↓
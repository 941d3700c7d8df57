//! Logging
//!
//! Structured logging for login and send operations.

use std::collections::BTreeMap;
use std::sync::Mutex;

/// Log level.
#[derive(Debug, Clone, Copy, PartialEq, Eq, PartialOrd, Ord)]
pub enum LogLevel {
    /// Trace level.
    Trace,
    /// Debug level.
    Debug,
    /// Info level.
    Info,
    /// Warn level.
    Warn,
    /// Error level.
    Error,
}

impl std::fmt::Display for LogLevel {
    fn fmt(&self, f: &mut std::fmt::Formatter<'_>) -> std::fmt::Result {
        match self {
            LogLevel::Trace => write!(f, "TRACE"),
            LogLevel::Debug => write!(f, "DEBUG"),
            LogLevel::Info => write!(f, "INFO"),
            LogLevel::Warn => write!(f, "WARN"),
            LogLevel::Error => write!(f, "ERROR"),
        }
    }
}

/// Context attached to a log entry.
#[derive(Debug, Clone, Default)]
pub struct O365LogContext {
    /// Operation name, e.g. `login` or `send_email`.
    pub operation: Option<String>,
    /// Application (client) id.
    pub client_id: Option<String>,
    /// `client-request-id` of the outgoing request.
    pub request_id: Option<String>,
    /// Rendered cause of a failure.
    pub error: Option<String>,
    /// Additional context.
    pub extra: BTreeMap<String, String>,
}

impl O365LogContext {
    /// Create an empty context.
    pub fn new() -> Self {
        Self::default()
    }

    /// Set operation.
    pub fn operation(mut self, operation: impl Into<String>) -> Self {
        self.operation = Some(operation.into());
        self
    }

    /// Set client ID.
    pub fn client_id(mut self, client_id: impl Into<String>) -> Self {
        self.client_id = Some(client_id.into());
        self
    }

    /// Set request ID.
    pub fn request_id(mut self, request_id: impl Into<String>) -> Self {
        self.request_id = Some(request_id.into());
        self
    }

    /// Set the failure cause.
    pub fn error(mut self, error: impl std::fmt::Display) -> Self {
        self.error = Some(error.to_string());
        self
    }

    /// Add extra context.
    pub fn extra(mut self, key: impl Into<String>, value: impl Into<String>) -> Self {
        self.extra.insert(key.into(), value.into());
        self
    }

    fn render_extra(&self) -> String {
        self.extra
            .iter()
            .map(|(k, v)| format!("{}={}", k, v))
            .collect::<Vec<_>>()
            .join(" ")
    }
}

/// Logger interface.
pub trait Logger: Send + Sync {
    /// Log at trace level.
    fn trace(&self, message: &str, context: &O365LogContext);

    /// Log at debug level.
    fn debug(&self, message: &str, context: &O365LogContext);

    /// Log at info level.
    fn info(&self, message: &str, context: &O365LogContext);

    /// Log at warn level.
    fn warn(&self, message: &str, context: &O365LogContext);

    /// Log at error level.
    fn error(&self, message: &str, context: &O365LogContext);

    /// Check if a log level is enabled.
    fn is_enabled(&self, level: LogLevel) -> bool;
}

/// Logger that discards everything.
pub struct NoOpLogger;

impl Logger for NoOpLogger {
    fn trace(&self, _message: &str, _context: &O365LogContext) {}
    fn debug(&self, _message: &str, _context: &O365LogContext) {}
    fn info(&self, _message: &str, _context: &O365LogContext) {}
    fn warn(&self, _message: &str, _context: &O365LogContext) {}
    fn error(&self, _message: &str, _context: &O365LogContext) {}
    fn is_enabled(&self, _level: LogLevel) -> bool {
        false
    }
}

/// Logger that forwards entries to `tracing` events.
///
/// Filtering is left to the installed subscriber.
#[derive(Debug, Default, Clone, Copy)]
pub struct TracingLogger;

macro_rules! forward {
    ($macro:ident, $message:expr, $context:expr) => {{
        let context = $context;
        tracing::$macro!(
            operation = context.operation.as_deref().unwrap_or(""),
            client_id = context.client_id.as_deref().unwrap_or(""),
            request_id = context.request_id.as_deref().unwrap_or(""),
            error = context.error.as_deref().unwrap_or(""),
            extra = %context.render_extra(),
            "{}",
            $message
        );
    }};
}

impl Logger for TracingLogger {
    fn trace(&self, message: &str, context: &O365LogContext) {
        forward!(trace, message, context);
    }

    fn debug(&self, message: &str, context: &O365LogContext) {
        forward!(debug, message, context);
    }

    fn info(&self, message: &str, context: &O365LogContext) {
        forward!(info, message, context);
    }

    fn warn(&self, message: &str, context: &O365LogContext) {
        forward!(warn, message, context);
    }

    fn error(&self, message: &str, context: &O365LogContext) {
        forward!(error, message, context);
    }

    fn is_enabled(&self, level: LogLevel) -> bool {
        match level {
            LogLevel::Trace => tracing::enabled!(tracing::Level::TRACE),
            LogLevel::Debug => tracing::enabled!(tracing::Level::DEBUG),
            LogLevel::Info => tracing::enabled!(tracing::Level::INFO),
            LogLevel::Warn => tracing::enabled!(tracing::Level::WARN),
            LogLevel::Error => tracing::enabled!(tracing::Level::ERROR),
        }
    }
}

/// Log entry for in-memory storage.
#[derive(Debug, Clone)]
pub struct LogEntry {
    /// Severity.
    pub level: LogLevel,
    /// Log message.
    pub message: String,
    /// Context passed with the message.
    pub context: O365LogContext,
    /// Time the entry was recorded.
    pub timestamp: chrono::DateTime<chrono::Utc>,
}

/// In-memory logger for testing.
pub struct InMemoryLogger {
    entries: Mutex<Vec<LogEntry>>,
    min_level: LogLevel,
}

impl InMemoryLogger {
    /// Create an in-memory logger capturing every level.
    pub fn new() -> Self {
        Self::with_level(LogLevel::Trace)
    }

    /// Create in-memory logger with minimum level.
    pub fn with_level(min_level: LogLevel) -> Self {
        Self {
            entries: Mutex::new(Vec::new()),
            min_level,
        }
    }

    /// Get all log entries.
    pub fn get_entries(&self) -> Vec<LogEntry> {
        self.entries.lock().unwrap().clone()
    }

    /// Get entries by level.
    pub fn get_entries_by_level(&self, level: LogLevel) -> Vec<LogEntry> {
        self.entries
            .lock()
            .unwrap()
            .iter()
            .filter(|e| e.level == level)
            .cloned()
            .collect()
    }

    /// Clear all entries.
    pub fn clear(&self) {
        self.entries.lock().unwrap().clear();
    }

    fn log(&self, level: LogLevel, message: &str, context: &O365LogContext) {
        if level >= self.min_level {
            self.entries.lock().unwrap().push(LogEntry {
                level,
                message: message.to_string(),
                context: context.clone(),
                timestamp: chrono::Utc::now(),
            });
        }
    }
}

impl Default for InMemoryLogger {
    fn default() -> Self {
        Self::new()
    }
}

impl Logger for InMemoryLogger {
    fn trace(&self, message: &str, context: &O365LogContext) {
        self.log(LogLevel::Trace, message, context);
    }

    fn debug(&self, message: &str, context: &O365LogContext) {
        self.log(LogLevel::Debug, message, context);
    }

    fn info(&self, message: &str, context: &O365LogContext) {
        self.log(LogLevel::Info, message, context);
    }

    fn warn(&self, message: &str, context: &O365LogContext) {
        self.log(LogLevel::Warn, message, context);
    }

    fn error(&self, message: &str, context: &O365LogContext) {
        self.log(LogLevel::Error, message, context);
    }

    fn is_enabled(&self, level: LogLevel) -> bool {
        level >= self.min_level
    }
}
//! Core Components
//!
//! HTTP transport and the base-address-bound backchannel.

pub mod backchannel;
pub mod transport;

pub use backchannel::*;
pub use transport::*;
↑
All lines of the entries containing the string "login" must be shown in full.

Written solution:
//! Structured logging for login and send operations.
    /// Operation name, e.g. `login` or `send_email`.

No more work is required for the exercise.